The answer should be each line of the records that contains the word "super"; please copy them all.

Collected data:
#####
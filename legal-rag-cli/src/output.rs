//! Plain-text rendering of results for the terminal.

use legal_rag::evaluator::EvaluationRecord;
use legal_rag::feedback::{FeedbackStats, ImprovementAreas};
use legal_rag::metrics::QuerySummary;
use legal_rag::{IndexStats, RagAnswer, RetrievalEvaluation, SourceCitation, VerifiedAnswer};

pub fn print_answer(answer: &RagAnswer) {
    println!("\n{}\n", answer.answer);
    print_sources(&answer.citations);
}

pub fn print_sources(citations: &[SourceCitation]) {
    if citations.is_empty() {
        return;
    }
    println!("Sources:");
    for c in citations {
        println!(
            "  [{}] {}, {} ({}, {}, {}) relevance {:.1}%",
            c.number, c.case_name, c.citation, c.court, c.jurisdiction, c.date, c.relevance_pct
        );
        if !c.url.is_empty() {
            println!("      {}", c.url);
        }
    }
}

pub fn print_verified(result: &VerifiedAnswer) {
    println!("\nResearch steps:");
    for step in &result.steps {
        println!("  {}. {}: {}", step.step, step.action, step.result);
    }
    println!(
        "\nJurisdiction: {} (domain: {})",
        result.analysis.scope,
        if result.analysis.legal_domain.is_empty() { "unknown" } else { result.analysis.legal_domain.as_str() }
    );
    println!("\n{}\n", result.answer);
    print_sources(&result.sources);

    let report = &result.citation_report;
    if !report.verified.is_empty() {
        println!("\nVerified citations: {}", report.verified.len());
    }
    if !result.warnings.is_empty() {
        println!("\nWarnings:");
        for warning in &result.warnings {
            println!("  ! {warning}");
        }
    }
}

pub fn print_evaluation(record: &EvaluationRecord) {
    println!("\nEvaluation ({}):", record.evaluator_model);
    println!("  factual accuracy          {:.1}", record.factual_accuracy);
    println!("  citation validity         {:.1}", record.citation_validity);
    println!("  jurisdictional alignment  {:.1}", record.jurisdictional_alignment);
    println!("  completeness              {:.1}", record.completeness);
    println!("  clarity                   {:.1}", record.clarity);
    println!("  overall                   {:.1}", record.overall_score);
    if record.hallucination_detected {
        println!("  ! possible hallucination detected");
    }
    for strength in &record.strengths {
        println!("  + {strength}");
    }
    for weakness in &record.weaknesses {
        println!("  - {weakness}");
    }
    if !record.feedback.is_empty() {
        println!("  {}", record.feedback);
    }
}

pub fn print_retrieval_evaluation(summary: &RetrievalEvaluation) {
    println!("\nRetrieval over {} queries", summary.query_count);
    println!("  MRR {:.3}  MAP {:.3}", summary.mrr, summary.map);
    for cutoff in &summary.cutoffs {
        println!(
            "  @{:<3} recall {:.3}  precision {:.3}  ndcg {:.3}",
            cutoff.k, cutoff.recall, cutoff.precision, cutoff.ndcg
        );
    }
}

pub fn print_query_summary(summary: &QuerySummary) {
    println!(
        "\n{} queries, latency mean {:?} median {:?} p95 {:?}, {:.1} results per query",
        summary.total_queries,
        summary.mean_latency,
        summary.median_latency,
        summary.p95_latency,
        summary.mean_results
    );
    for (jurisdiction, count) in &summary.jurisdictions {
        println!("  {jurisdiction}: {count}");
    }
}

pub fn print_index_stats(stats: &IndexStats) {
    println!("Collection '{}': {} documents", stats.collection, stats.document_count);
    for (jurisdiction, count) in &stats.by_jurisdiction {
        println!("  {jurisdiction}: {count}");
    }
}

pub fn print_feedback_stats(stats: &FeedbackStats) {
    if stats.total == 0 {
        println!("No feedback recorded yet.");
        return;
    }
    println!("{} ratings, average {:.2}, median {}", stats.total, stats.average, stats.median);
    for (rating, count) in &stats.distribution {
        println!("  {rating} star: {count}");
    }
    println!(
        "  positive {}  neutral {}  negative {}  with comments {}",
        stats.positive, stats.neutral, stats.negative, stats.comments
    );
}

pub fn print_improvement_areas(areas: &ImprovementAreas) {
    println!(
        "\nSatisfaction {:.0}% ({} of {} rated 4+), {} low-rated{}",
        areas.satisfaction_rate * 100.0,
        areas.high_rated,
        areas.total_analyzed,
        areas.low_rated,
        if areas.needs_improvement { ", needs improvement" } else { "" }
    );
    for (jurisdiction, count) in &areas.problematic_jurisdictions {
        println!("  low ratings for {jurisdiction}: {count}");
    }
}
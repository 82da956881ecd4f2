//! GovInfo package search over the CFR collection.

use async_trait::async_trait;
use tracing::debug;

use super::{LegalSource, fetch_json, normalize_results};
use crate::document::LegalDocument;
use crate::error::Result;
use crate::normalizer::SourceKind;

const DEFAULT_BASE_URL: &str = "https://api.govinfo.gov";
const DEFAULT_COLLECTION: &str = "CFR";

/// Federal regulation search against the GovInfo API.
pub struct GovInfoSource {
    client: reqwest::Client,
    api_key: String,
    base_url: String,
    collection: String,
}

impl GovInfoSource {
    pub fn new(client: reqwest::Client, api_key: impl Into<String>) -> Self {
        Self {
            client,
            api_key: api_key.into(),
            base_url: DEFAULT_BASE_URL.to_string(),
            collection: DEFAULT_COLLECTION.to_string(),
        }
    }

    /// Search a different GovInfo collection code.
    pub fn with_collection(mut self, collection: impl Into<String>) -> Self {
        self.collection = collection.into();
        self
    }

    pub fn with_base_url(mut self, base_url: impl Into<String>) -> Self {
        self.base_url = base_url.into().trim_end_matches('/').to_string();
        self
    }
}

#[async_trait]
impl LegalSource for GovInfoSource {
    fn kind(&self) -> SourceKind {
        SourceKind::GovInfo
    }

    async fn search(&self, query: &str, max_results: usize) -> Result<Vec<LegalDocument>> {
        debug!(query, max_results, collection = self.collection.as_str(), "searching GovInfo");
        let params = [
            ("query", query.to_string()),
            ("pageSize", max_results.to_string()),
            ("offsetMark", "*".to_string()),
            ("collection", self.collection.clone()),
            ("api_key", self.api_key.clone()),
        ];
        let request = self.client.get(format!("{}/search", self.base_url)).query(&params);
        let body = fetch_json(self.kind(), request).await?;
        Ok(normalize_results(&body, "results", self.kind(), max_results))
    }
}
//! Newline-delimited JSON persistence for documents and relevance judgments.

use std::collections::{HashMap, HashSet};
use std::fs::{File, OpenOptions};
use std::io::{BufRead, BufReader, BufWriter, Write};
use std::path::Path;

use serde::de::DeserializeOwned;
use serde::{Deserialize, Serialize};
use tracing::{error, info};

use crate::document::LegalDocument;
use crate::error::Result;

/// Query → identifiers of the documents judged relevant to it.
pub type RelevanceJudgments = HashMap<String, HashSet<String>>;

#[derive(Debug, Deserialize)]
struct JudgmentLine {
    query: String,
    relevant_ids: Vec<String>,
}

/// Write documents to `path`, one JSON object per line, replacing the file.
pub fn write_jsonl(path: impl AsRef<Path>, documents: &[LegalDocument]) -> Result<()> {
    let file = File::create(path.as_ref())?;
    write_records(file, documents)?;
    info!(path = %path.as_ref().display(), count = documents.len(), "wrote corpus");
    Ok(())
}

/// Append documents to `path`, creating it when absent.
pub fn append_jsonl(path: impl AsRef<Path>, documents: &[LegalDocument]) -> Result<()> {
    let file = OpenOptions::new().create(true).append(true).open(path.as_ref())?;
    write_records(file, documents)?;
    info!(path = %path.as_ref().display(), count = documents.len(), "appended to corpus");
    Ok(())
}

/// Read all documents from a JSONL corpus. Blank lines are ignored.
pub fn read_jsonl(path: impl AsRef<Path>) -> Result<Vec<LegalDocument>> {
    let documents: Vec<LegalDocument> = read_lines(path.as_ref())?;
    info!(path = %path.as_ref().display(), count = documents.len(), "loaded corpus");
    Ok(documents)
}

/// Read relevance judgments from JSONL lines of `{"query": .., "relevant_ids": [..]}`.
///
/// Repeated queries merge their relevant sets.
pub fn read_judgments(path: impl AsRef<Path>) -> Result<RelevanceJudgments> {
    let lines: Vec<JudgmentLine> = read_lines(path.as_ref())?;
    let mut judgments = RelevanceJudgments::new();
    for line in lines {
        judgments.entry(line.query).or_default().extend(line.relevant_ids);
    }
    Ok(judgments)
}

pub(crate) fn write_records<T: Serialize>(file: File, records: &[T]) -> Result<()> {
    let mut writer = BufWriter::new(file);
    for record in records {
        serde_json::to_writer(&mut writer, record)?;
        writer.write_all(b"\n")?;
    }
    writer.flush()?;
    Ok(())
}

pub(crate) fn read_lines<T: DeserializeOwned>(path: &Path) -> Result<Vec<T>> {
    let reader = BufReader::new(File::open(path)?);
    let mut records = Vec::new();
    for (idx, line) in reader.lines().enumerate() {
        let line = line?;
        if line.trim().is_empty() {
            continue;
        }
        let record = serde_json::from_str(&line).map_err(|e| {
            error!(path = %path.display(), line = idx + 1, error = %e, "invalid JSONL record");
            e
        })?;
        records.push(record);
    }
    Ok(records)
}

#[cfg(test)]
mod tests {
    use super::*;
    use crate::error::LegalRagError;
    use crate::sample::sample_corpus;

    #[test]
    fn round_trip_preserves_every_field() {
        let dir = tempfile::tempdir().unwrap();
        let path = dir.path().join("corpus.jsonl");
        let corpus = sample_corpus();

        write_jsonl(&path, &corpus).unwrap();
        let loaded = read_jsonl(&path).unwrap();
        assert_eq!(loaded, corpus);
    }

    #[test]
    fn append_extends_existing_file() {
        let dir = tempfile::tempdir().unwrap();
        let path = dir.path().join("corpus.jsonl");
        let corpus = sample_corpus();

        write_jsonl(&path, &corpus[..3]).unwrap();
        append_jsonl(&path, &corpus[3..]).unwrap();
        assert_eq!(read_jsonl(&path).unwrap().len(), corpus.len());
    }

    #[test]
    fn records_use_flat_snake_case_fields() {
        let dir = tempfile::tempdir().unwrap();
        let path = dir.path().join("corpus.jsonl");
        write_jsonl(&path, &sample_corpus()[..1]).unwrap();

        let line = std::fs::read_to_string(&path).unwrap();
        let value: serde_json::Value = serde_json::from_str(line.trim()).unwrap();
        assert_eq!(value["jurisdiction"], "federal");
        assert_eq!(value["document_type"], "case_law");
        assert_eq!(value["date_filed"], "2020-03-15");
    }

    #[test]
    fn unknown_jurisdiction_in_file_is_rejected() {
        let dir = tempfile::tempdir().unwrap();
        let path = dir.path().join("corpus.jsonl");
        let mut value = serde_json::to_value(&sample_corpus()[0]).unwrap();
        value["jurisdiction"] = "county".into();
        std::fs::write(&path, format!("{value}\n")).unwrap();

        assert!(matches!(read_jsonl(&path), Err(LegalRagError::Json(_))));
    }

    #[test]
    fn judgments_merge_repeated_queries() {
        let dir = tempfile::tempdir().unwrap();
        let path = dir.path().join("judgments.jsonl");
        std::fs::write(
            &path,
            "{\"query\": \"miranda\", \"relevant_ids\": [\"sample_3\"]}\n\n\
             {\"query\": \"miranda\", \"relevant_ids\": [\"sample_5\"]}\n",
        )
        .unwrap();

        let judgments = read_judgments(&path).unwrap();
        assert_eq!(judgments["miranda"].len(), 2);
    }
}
#####
Your solution:
use super::{LegalSource, fetch_json, normalize_results};
    use super::*;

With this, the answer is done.